• _How to complete this task_:
Check every line of the entries below for the word "operands", then give only the number of lines that have it.

** Given data follows **

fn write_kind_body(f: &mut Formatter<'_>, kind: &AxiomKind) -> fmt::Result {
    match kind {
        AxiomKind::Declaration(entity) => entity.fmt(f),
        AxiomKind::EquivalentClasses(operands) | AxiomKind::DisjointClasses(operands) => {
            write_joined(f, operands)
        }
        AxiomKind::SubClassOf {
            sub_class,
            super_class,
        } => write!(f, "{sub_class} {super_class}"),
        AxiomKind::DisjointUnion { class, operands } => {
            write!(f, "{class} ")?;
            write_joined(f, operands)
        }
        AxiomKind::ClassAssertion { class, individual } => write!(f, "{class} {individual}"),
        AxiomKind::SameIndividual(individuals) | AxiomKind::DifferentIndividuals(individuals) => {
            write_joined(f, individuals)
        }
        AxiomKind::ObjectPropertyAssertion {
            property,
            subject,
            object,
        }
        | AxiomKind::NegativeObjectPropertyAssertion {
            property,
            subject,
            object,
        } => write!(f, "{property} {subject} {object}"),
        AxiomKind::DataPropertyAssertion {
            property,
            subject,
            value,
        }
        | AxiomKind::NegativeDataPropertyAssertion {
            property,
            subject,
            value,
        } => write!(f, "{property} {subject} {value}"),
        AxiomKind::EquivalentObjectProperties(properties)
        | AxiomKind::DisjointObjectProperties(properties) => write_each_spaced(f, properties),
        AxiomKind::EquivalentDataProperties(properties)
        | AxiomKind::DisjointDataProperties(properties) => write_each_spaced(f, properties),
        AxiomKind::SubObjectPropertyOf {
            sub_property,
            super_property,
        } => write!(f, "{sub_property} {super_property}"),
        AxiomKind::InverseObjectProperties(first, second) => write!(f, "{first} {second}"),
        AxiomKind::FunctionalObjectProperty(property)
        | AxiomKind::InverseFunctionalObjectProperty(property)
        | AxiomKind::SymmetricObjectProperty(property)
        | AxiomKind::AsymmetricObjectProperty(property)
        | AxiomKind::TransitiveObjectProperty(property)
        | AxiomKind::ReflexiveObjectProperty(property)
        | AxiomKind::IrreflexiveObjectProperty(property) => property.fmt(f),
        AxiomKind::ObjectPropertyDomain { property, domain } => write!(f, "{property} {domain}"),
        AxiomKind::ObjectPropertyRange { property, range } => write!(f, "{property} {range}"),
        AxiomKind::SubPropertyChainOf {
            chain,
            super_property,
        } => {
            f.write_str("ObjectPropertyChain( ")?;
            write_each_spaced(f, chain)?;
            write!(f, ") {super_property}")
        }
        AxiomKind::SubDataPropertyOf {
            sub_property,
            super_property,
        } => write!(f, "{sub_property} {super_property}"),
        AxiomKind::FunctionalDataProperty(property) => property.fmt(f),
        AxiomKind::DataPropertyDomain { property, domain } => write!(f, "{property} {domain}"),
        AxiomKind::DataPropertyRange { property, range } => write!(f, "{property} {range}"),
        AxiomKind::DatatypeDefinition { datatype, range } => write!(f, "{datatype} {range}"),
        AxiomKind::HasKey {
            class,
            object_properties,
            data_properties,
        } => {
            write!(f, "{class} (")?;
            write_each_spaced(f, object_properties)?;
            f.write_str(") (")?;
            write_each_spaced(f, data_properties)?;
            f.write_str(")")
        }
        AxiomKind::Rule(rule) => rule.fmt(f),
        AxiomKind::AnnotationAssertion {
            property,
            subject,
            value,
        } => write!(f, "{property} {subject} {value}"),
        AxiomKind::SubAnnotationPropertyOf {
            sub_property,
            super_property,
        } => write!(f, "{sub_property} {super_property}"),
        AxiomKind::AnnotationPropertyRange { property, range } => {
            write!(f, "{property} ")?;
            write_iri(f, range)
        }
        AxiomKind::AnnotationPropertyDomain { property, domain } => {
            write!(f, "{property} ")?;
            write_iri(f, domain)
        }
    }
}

** End of Given data **

• _Output for this task_:
4